-- Record excerpts follows --

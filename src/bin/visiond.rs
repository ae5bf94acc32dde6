//! visiond - vision node daemon
//!
//! This daemon:
//! 1. Brings up the camera and the local display (failure is fatal)
//! 2. Joins the network, or continues offline after the bounded join
//! 3. Selects an inference engine from the registry
//! 4. Runs the capture/infer/publish loop, serving the HTTP control surface
//!    and MJPEG streams between cycles, until Ctrl-C

use anyhow::Result;
use clap::Parser;
use std::io::IsTerminal;
use std::path::PathBuf;
use std::sync::atomic::{AtomicBool, Ordering};
use std::sync::Arc;
use std::time::Instant;

use vision_node::{
    api::ControlSurface,
    detect::{EngineRegistry, InferenceEngine, ResultAggregator, StubEngine},
    display::{ConsoleDisplay, DisplayMode, DisplayPresenter},
    error::InitError,
    ingest::{open_camera, SharedCamera},
    network::{join_network, HostLink, NetworkLink, OfflineLink},
    scheduler::Scheduler,
    state::shared_state,
    status::SystemStatus,
    stream::StreamHub,
    VisionConfig,
};

#[derive(Parser, Debug)]
#[command(name = "visiond", about = "Vision node capture/inference daemon")]
struct Args {
    /// Path to a JSON or TOML config file
    #[arg(long, env = "VISION_CONFIG", value_name = "PATH")]
    config: Option<PathBuf>,

    /// UI mode for the console display (auto|plain|pretty)
    #[arg(long, value_name = "MODE")]
    ui: Option<String>,

    /// Skip the network join; no control surface or streaming
    #[arg(long)]
    offline: bool,
}

fn main() -> Result<()> {
    env_logger::Builder::from_env(env_logger::Env::default().default_filter_or("info")).init();
    let boot = Instant::now();
    let args = Args::parse();

    let mut config = VisionConfig::load_from(args.config.as_deref())?;
    if args.offline {
        config.network.offline = true;
    }
    if let Some(ui) = args.ui.as_deref() {
        config.display = DisplayMode::from_flag(Some(ui));
    }

    let (writer, reader) = shared_state();
    writer.publish_status(SystemStatus::Initializing)?;

    let (camera, display) = match init_hardware(&config) {
        Ok(hardware) => hardware,
        Err(err) => {
            writer.publish_status(err.status())?;
            log::error!("{}", err);
            return Err(err.into());
        }
    };
    writer.publish_status(SystemStatus::CameraReady)?;

    let network = {
        let mut link: Box<dyn NetworkLink> = if config.network.offline {
            Box::new(OfflineLink)
        } else {
            Box::new(HostLink::new(config.network.probe_addr.clone()))
        };
        join_network(link.as_mut(), config.join_policy(), std::thread::sleep)
    };
    let online = network.connected;
    writer.set_network(network)?;

    let mut engine = select_engine(&config)?;
    engine.warm_up()?;
    let native = camera.acquire()?.resolution();
    log::info!(
        "engine {} ({:?}) input {}; camera native {}; labels [{}]",
        engine.name(),
        engine.mode(),
        engine.input_resolution(),
        native,
        engine.labels().join(", ")
    );
    let aggregator = ResultAggregator::for_engine(config.aggregator_config(), engine.as_ref());

    let surface = if online {
        let hub = StreamHub::new(
            camera.clone(),
            config.http.stream_write_timeout,
            config.http.stream_frame_interval,
        );
        Some(ControlSurface::bind(config.api_config(), reader, hub)?)
    } else {
        // Offline is reported once; the first cycle replaces it.
        writer.publish_status(SystemStatus::WiFiFailed)?;
        log::warn!("offline: control surface and streaming disabled");
        None
    };
    if online {
        writer.publish_status(SystemStatus::Running)?;
    }

    let shutdown = Arc::new(AtomicBool::new(false));
    let shutdown_handler = shutdown.clone();
    ctrlc::set_handler(move || {
        shutdown_handler.store(true, Ordering::SeqCst);
    })
    .expect("error setting Ctrl-C handler");

    log::info!("visiond running. camera {}", config.camera.url);
    let mut scheduler = Scheduler::new(
        camera,
        engine,
        aggregator,
        writer,
        display,
        surface,
        config.scheduler.clone(),
    )
    .with_boot(boot);
    scheduler.run(&shutdown)?;
    log::info!("visiond stopped");
    Ok(())
}

fn init_hardware(
    config: &VisionConfig,
) -> Result<(SharedCamera, Box<dyn DisplayPresenter>), InitError> {
    let mut camera = open_camera(&config.camera).map_err(InitError::Camera)?;
    camera.init().map_err(InitError::Camera)?;
    log::info!(
        "camera {} ready at {} ({})",
        camera.name(),
        camera.resolution(),
        config.camera.url
    );

    let mut display = ConsoleDisplay::new(config.display, std::io::stderr().is_terminal());
    display.init().map_err(InitError::Display)?;
    Ok((SharedCamera::new(camera), Box::new(display)))
}

fn select_engine(config: &VisionConfig) -> Result<Box<dyn InferenceEngine>> {
    let mut registry = EngineRegistry::new();
    registry.register(StubEngine::new(config.stub_engine_config()));

    #[cfg(feature = "backend-tract")]
    if let Some(path) = &config.engine.model_path {
        let engine = vision_node::detect::TractEngine::new(
            path,
            config.engine.input,
            config.engine.labels.clone(),
        )?;
        registry.register(engine);
    }

    log::info!("engines available: {}", registry.list().join(", "));
    registry.set_default(&config.engine.name)?;
    registry.take_default()
}
use serde::Serialize;

/// Axis-aligned box in engine-input pixel units.
#[derive(Clone, Copy, Debug, Default, PartialEq, Eq, Serialize)]
pub struct BoundingBox {
    pub x: u32,
    pub y: u32,
    pub width: u32,
    pub height: u32,
}

/// Canonical output of one cycle.
///
/// Invariant: when `valid` is false, `confidence` is 0 and `bbox` is all zeros.
/// `confidence` is always within 0.0..=1.0.
#[derive(Clone, Debug, Default, PartialEq)]
pub struct DetectionResult {
    pub label: String,
    pub confidence: f32,
    pub bbox: BoundingBox,
    /// Milliseconds since boot at capture time.
    pub timestamp_ms: u64,
    pub valid: bool,
}

impl DetectionResult {
    /// Result for a cycle with no qualifying candidate.
    pub fn empty(timestamp_ms: u64) -> Self {
        Self {
            timestamp_ms,
            ..Self::default()
        }
    }

    pub fn detected(label: &str, confidence: f32, bbox: BoundingBox, timestamp_ms: u64) -> Self {
        Self {
            label: label.to_string(),
            confidence: confidence.clamp(0.0, 1.0),
            bbox,
            timestamp_ms,
            valid: true,
        }
    }
}

/// One raw detection as reported by an engine in object-detection mode.
#[derive(Clone, Debug, PartialEq)]
pub struct Detection {
    pub label: String,
    pub confidence: f32,
    pub x: u32,
    pub y: u32,
    pub width: u32,
    pub height: u32,
}

/// Per-label score reported by an engine in classification mode.
#[derive(Clone, Debug, PartialEq)]
pub struct LabelScore {
    pub label: String,
    pub score: f32,
}

/// Raw engine output, before aggregation.
#[derive(Clone, Debug, PartialEq)]
pub enum EngineOutput {
    Detections(Vec<Detection>),
    Scores(Vec<LabelScore>),
}

/// Engine stage durations in milliseconds.
#[derive(Clone, Copy, Debug, Default, PartialEq)]
pub struct Timing {
    pub dsp_ms: u64,
    pub classification_ms: u64,
    pub anomaly_ms: u64,
}

/// Engine output plus timing metadata.
#[derive(Clone, Debug, PartialEq)]
pub struct InferenceReport {
    pub output: EngineOutput,
    pub timing: Timing,
}

#[cfg(test)]
mod tests {
    use super::*;

    #[test]
    fn empty_result_is_zero_filled() {
        let result = DetectionResult::empty(42);
        assert!(!result.valid);
        assert_eq!(result.confidence, 0.0);
        assert_eq!(result.bbox, BoundingBox::default());
        assert_eq!(result.timestamp_ms, 42);
    }

    #[test]
    fn detected_clamps_confidence() {
        let result = DetectionResult::detected("plug", 1.5, BoundingBox::default(), 1);
        assert_eq!(result.confidence, 1.0);
        assert!(result.valid);
    }
}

-- Record excerpts concluded --

▶ _Brief_:
Using the data above, print exactly the lines from the line that contains "let mut scheduler" through the line that contains "fn select_engine(config: &VisionConfig)", with both included.

▶ _Output for this task_:
    let mut scheduler = Scheduler::new(
        camera,
        engine,
        aggregator,
        writer,
        display,
        surface,
        config.scheduler.clone(),
    )
    .with_boot(boot);
    scheduler.run(&shutdown)?;
    log::info!("visiond stopped");
    Ok(())
}

fn init_hardware(
    config: &VisionConfig,
) -> Result<(SharedCamera, Box<dyn DisplayPresenter>), InitError> {
    let mut camera = open_camera(&config.camera).map_err(InitError::Camera)?;
    camera.init().map_err(InitError::Camera)?;
    log::info!(
        "camera {} ready at {} ({})",
        camera.name(),
        camera.resolution(),
        config.camera.url
    );

    let mut display = ConsoleDisplay::new(config.display, std::io::stderr().is_terminal());
    display.init().map_err(InitError::Display)?;
    Ok((SharedCamera::new(camera), Box::new(display)))
}

fn select_engine(config: &VisionConfig) -> Result<Box<dyn InferenceEngine>> {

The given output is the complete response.